Originally intended to deal with refugees from communism following the Second World War, the current refugee definition can be used to limit refugee status to those outside their country of origin with a well-founded fear of persecution, the latter being defined in narrow political terms. Such a definition is inappropriate for the root causes of flight in many developing nations, as a narrow political interpretation of `persecution' can exclude those suffering economic and social persecution or the effects of war, as well as victims of natural disasters in countries where the state offers no protection.
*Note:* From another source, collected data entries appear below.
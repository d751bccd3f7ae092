//! Grid plus the units standing on it.
//!
//! `Battlefield` owns every live unit and keeps the two halves of the
//! position relation in step: `unit.position` and the cell's occupant are
//! only ever written together, by `spawn`, `occupy` and `remove`.

use std::collections::BTreeMap;

use tracing::{debug, info};

use super::unit::{Unit, UnitSpec};
use crate::core::{Rejection, Team, TeamMap, UnitId};
use crate::grid::{Coord, Grid};

/// Live units, their rosters and the grid they stand on.
#[derive(Clone, Debug)]
pub struct Battlefield {
    grid: Grid,
    units: BTreeMap<UnitId, Unit>,
    rosters: TeamMap<Vec<UnitId>>,
    next_id: u32,
}

impl Battlefield {
    #[must_use]
    pub fn new(grid: Grid) -> Self {
        Self {
            grid,
            units: BTreeMap::new(),
            rosters: TeamMap::with_default(),
            next_id: 0,
        }
    }

    #[must_use]
    pub fn grid(&self) -> &Grid {
        &self.grid
    }

    /// Place a new unit and add it to the end of its team's roster.
    ///
    /// # Panics
    ///
    /// If `position` is off the grid or already occupied.
    pub fn spawn(&mut self, spec: UnitSpec, position: Coord) -> UnitId {
        assert!(self.grid.contains(position), "Cannot spawn at {}: outside the grid", position);
        assert!(self.grid.is_free(position), "Cannot spawn at {}: cell is occupied", position);

        let id = UnitId::new(self.next_id);
        self.next_id += 1;

        let unit = Unit::new(id, spec, position);
        info!(%id, name = %unit.name, team = %unit.team, %position, "unit spawned");

        self.grid.set_occupant(position, Some(id));
        self.rosters[unit.team].push(id);
        self.units.insert(id, unit);
        id
    }

    /// Move a unit to `to`, rewriting both cells and the unit's position in
    /// one step. Returns the cell it left.
    pub fn occupy(&mut self, id: UnitId, to: Coord) -> Result<Coord, Rejection> {
        if !self.grid.contains(to) {
            return Err(Rejection::OutOfBounds(to));
        }
        if !self.grid.is_free(to) {
            return Err(Rejection::CellOccupied(to));
        }
        let unit = self.units.get_mut(&id).ok_or(Rejection::UnknownUnit(id))?;

        let from = unit.position;
        unit.position = to;
        self.grid.set_occupant(from, None);
        self.grid.set_occupant(to, Some(id));
        debug!(%id, %from, %to, "unit stepped");
        Ok(from)
    }

    /// Take a unit off the grid and out of its roster.
    pub fn remove(&mut self, id: UnitId) -> Option<Unit> {
        let unit = self.units.remove(&id)?;
        self.grid.set_occupant(unit.position, None);
        self.rosters[unit.team].retain(|&u| u != id);
        Some(unit)
    }

    #[must_use]
    pub fn unit(&self, id: UnitId) -> Option<&Unit> {
        self.units.get(&id)
    }

    pub fn unit_mut(&mut self, id: UnitId) -> Option<&mut Unit> {
        self.units.get_mut(&id)
    }

    /// The unit standing at `coord`.
    #[must_use]
    pub fn unit_at(&self, coord: Coord) -> Option<&Unit> {
        self.grid.occupant(coord).and_then(|id| self.units.get(&id))
    }

    /// Live units of a team, in spawn order.
    #[must_use]
    pub fn roster(&self, team: Team) -> &[UnitId] {
        &self.rosters[team]
    }

    #[must_use]
    pub fn is_roster_empty(&self, team: Team) -> bool {
        self.rosters[team].is_empty()
    }

    /// All live units.
    pub fn units(&self) -> impl Iterator<Item = &Unit> {
        self.units.values()
    }

    /// Reset per-turn flags for every unit of `team`.
    pub fn reset_team(&mut self, team: Team) {
        for unit in self.units.values_mut().filter(|u| u.team == team) {
            unit.reset_turn();
        }
    }

    /// Positions of every unit on `team`.
    #[must_use]
    pub fn positions_of(&self, team: Team) -> Vec<Coord> {
        self.rosters[team]
            .iter()
            .filter_map(|id| self.units.get(id))
            .map(Unit::position)
            .collect()
    }

    /// Closest unit of the opposing team by Manhattan distance. Ties go to
    /// the earlier roster entry.
    #[must_use]
    pub fn nearest_opponent(&self, id: UnitId) -> Option<UnitId> {
        let unit = self.units.get(&id)?;
        self.rosters[unit.team.opponent()]
            .iter()
            .filter_map(|other| self.units.get(other))
            .min_by_key(|other| unit.distance_to(other.position))
            .map(|other| other.id)
    }
}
Migrations attributed to climate change would be similarly excluded.

Some legal theorists are arguing for the definition of a refugee to be rooted in human rights. If this approach is to be more widely adopted, those forcibly displaced across international boundaries for `environmental' reasons could be eligible for international assistance and protection according to whether suffering amounted to a first order violation of human rights.

Alternatively it can be argued that, as disasters and environmental change themselves or an individual's vulnerability to them are commonly the result of human actions, rather than `acts of God', the state has a duty to protect its citizens from them. If the state is negligent or indifferent to meeting its obligations to protect its citizens' basic needs, this breach of the contract with the state could be grounds for international assistance(7)

.

In practice, UNHCR has long assisted a broader group than those included by the narrow Convention definition in its mandate. By 1992, UNHCR recognised groups protected under its mandate to include `internally displaced', `war displaced' and even `other need groups'(8). However, it is important to note that the class of beneficiaries has been expanded without any corresponding broadening of states' legal obligations(9). Which groups are and which are not included is highly political.
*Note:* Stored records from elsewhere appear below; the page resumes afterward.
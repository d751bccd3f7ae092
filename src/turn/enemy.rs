//! Enemy turn script.
//!
//! Each enemy unit acts once per turn, in roster order, through a fixed
//! sequence: defend, heal, charge, approach, attack. Once its actions are
//! spent it puts on one piece of held equipment. Steps that start a
//! movement or an attack suspend the script until the simulation reports
//! the movement finished or the reaction resolved.
//!
//! The planning functions here only read the world; `Simulation` applies
//! their decisions.

use std::collections::VecDeque;

use crate::cards::CardKind;
use crate::core::{CardId, GameState, UnitId};
use crate::grid::{find_path, landing_tiles, reachable_tiles, Coord};

/// Where one enemy unit is in its sequence.
#[derive(Clone, Copy, Debug, PartialEq, Eq)]
pub enum EnemyStage {
    /// Pick a target and play support cards.
    Opening,
    /// Charge landed; strike the target.
    ChargeStrike { target: UnitId },
    /// Close distance to the nearest player unit.
    Approach,
    Attack,
    /// Equip one held equipment card.
    Equip,
    Done,
}

/// Progress through the enemy roster for one turn.
#[derive(Clone, Debug)]
pub struct EnemyScript {
    queue: VecDeque<UnitId>,
    stage: EnemyStage,
}

impl EnemyScript {
    /// Script for the units of `roster`, acting in that order.
    #[must_use]
    pub fn new(roster: &[UnitId]) -> Self {
        Self {
            queue: roster.iter().copied().collect(),
            stage: EnemyStage::Opening,
        }
    }

    /// The acting unit and its stage. `None` once every unit is done.
    #[must_use]
    pub fn current(&self) -> Option<(UnitId, EnemyStage)> {
        self.queue.front().map(|&unit| (unit, self.stage))
    }

    pub fn set_stage(&mut self, stage: EnemyStage) {
        self.stage = stage;
    }

    /// Move on to the next unit.
    pub fn next_unit(&mut self) {
        self.queue.pop_front();
        self.stage = EnemyStage::Opening;
    }

    #[must_use]
    pub fn is_finished(&self) -> bool {
        self.queue.is_empty()
    }
}

/// Support cards an enemy plays before moving.
#[derive(Clone, Copy, Debug, Default, PartialEq, Eq)]
pub struct SupportPlan {
    pub defend: Option<CardId>,
    pub medicine: Option<CardId>,
}

/// A Charge the enemy has committed to.
#[derive(Clone, Debug, PartialEq, Eq)]
pub struct ChargePlan {
    pub card: CardId,
    pub path: Vec<Coord>,
}

/// Defend below a third of max health, heal below max health.
#[must_use]
pub fn plan_support(state: &GameState, unit: UnitId) -> SupportPlan {
    let Some(me) = state.battlefield.unit(unit) else {
        return SupportPlan::default();
    };
    let hand = &state.hands[me.team];
    let stats = &me.stats;

    let defend = if stats.current_health * 3 < stats.max_health {
        hand.first_of(CardKind::Defend)
    } else {
        None
    };
    let medicine = if stats.current_health < stats.max_health {
        hand.first_of(CardKind::Medicine)
    } else {
        None
    };

    SupportPlan { defend, medicine }
}

/// Charge when the target is out of attack range but within charge radius
/// and a free tile next to it can be reached.
///
/// The landing closest to the unit wins, ties broken by coordinate.
#[must_use]
pub fn plan_charge(state: &GameState, unit: UnitId, target: UnitId) -> Option<ChargePlan> {
    let me = state.battlefield.unit(unit)?;
    let them = state.battlefield.unit(target)?;
    let distance = me.distance_to(them.position());
    let radius = state.config.charge_radius;

    if distance <= me.stats.attack_range || distance > radius {
        return None;
    }
    let card = state.hands[me.team].first_of(CardKind::Charge)?;

    let grid = state.battlefield.grid();
    let landing = landing_tiles(grid, me.position(), radius, &[them.position()])
        .into_iter()
        .min_by_key(|&c| (me.distance_to(c), c))?;
    let path = find_path(grid, me.position(), landing)?;

    Some(ChargePlan { card, path })
}

/// Target for a Charge strike: the intended target if still adjacent,
/// otherwise any adjacent player unit.
#[must_use]
pub fn charge_strike_target(state: &GameState, unit: UnitId, intended: UnitId) -> Option<UnitId> {
    let me = state.battlefield.unit(unit)?;
    let adjacent = |id: UnitId| {
        state
            .battlefield
            .unit(id)
            .is_some_and(|u| u.position().is_adjacent(me.position()))
    };

    if adjacent(intended) {
        return Some(intended);
    }
    state
        .battlefield
        .roster(me.team.opponent())
        .iter()
        .copied()
        .find(|&id| adjacent(id))
}

/// Path toward `target` when it is out of attack range.
///
/// Picks the reachable tile closest to the target (ties by coordinate) and
/// only moves if that tile is closer than where the unit stands.
#[must_use]
pub fn plan_approach(state: &GameState, unit: UnitId, target: UnitId) -> Option<Vec<Coord>> {
    let me = state.battlefield.unit(unit)?;
    let goal = state.battlefield.unit(target)?.position();
    let current = me.distance_to(goal);

    if current <= me.stats.attack_range || !me.can_move() {
        return None;
    }

    let grid = state.battlefield.grid();
    let (distance, tile) = reachable_tiles(grid, me.position(), me.stats.move_range)
        .into_iter()
        .map(|c| (c.manhattan(goal), c))
        .min()?;

    if distance >= current {
        return None;
    }
    find_path(grid, me.position(), tile)
}

/// Attack card to use on `target`, if it is in range and the unit may attack.
#[must_use]
pub fn plan_attack(state: &GameState, unit: UnitId, target: UnitId) -> Option<CardId> {
    let me = state.battlefield.unit(unit)?;
    let them = state.battlefield.unit(target)?;

    if me.distance_to(them.position()) > me.stats.attack_range || !me.can_attack() {
        return None;
    }
    state.hands[me.team].first_of(CardKind::Attack)
}

/// First equipment card in the unit's hand.
#[must_use]
pub fn plan_equip(state: &GameState, unit: UnitId) -> Option<CardId> {
    let me = state.battlefield.unit(unit)?;
    state.hands[me.team]
        .iter()
        .find(|c| c.equipment_kind().is_some())
        .map(|c| c.id)
}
Legal and institutional problems arise because refugees currently receive protection which goes beyond the assistance given to disaster victims. Legal obligations on the part of refugee-hosting states are well defined. Barriers against refugees being sent back (refouled) to the persecuting state are at the core of refugee protection. In contrast, states' responsibilities with respect to those in humanitarian needs are much less well defined.
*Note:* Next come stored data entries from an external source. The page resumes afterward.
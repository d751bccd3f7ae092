//! Turn orchestrator.
//!
//! `Simulation` owns the world and every subsystem and is the only entry
//! point for the presentation layer. Input arrives as clicks and card
//! plays; time arrives through `tick`. Everything else is an outbound
//! `SimEvent`.
//!
//! ## Flow
//!
//! ```text
//! Setup ──start──> PlayerTurn ──end_player_turn──> EnemyTurn ──script done──> PlayerTurn ...
//!                                                                    end_game ──> GameOver
//! ```
//!
//! Movements and pending reactions are suspension points: while either is
//! active the simulation is busy and refuses new input, except answers to
//! the pending reaction.

use rustc_hash::FxHashSet;
use tracing::{debug, info, warn};

use super::enemy::{self, EnemyScript, EnemyStage};
use super::movement::{MovePurpose, MoveProgress, Movement};
use super::phase::{CardMode, Phase};
use crate::cards::{Card, CardKind, EquipmentKind};
use crate::core::{
    Action, ActionRecord, CardCensus, CardId, GameState, HighlightPurpose, Rejection, SimConfig, SimEvent, Team,
    UnitId,
};
use crate::equipment::EquipOutcome;
use crate::grid::{find_path, landing_tiles, reachable_tiles, Coord};
use crate::reaction::{ReactionContext, ReactionOutcome, ReactionProtocol, ReactionStatus};
use crate::units::UnitSpec;

/// Deferred start bookkeeping.
#[derive(Clone, Copy, Debug, Default)]
struct StartRequest {
    requested: bool,
    presentation_ready: bool,
    retry_in: f32,
}

/// The complete skirmish.
#[derive(Clone, Debug)]
pub struct Simulation {
    state: GameState,
    reaction: ReactionProtocol,
    phase: Phase,
    selected: Option<UnitId>,
    card_mode: CardMode,
    movable: FxHashSet<Coord>,
    movement: Option<Movement>,
    enemy: Option<EnemyScript>,
    start: StartRequest,
}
Whilst it is important to highlight environmental problems and their association with migration pressures, in so far as the term `environmental refugee' conflates the idea of disaster victim and refugee, its use brings with it the danger that key features of refugee protection could be undermined and the lowest common denominator adopted.

[Adapted from (eds) Richard Black and Vaughan Robinson Geography and Refugees: patterns and processes of change, Belhaven Press, 1993, pp 159-162.]



Dr JoAnn McGregor, former editor of the RPN, is currently undertakng research looking at the experience of forced migration and its role in ocal social, political, economic and ecological change in two rural areas of southern-Africa: Matebeleland in Zimbabwe and Maputo province in Mozambique.

1. El-Hinnawi E Environmental refugees, United Nations Environmental Programme, Kenya, 1985; Jacobson J Environmental refugees: a yardstick of habitability, Worldwatch Institute, Washington DC, 1988; Tickell C `Climate change could cause world refugee crisis', British Overseas Development, 7:16, 1989.

2. Wijkman A and Timberlake L Natural Disasters: Acts of God or Acts of Man?, Earthscan, London, 1984.

3. Warrick R A `Drought in the US Great Plains, shifting social consequences', 1983, in Hewitt K Interpretations of Calamity.

4. Duffield M `The internationalization of public welfare: conflict and the reform of the Donor/NGO safety net', 1991.

5. Clay J, Steingraber S and Niggli P The Spoils of Famine: Ethiopian Famine Policy and Peasant Agriculture, Cultural Survival Inc, Cambridge MA, 1988.

6. Pankhurst A Resettlement and Famine in Ethiopia: The Villagers' Experience, Manchester University Press, UK, 1992.

7. Shacknove A `Who is a refugee?', Ethics, 95, pp 274-284, 1985.

8. EXCOM `Note on international protection', UNHCR Executive Committee, 43rd Session, October 1992, Document A/AC.96.799.

9. Goodwin-gill G `Refugees: the expanding mandate of the office of the UNHCR', unpublished, 1988.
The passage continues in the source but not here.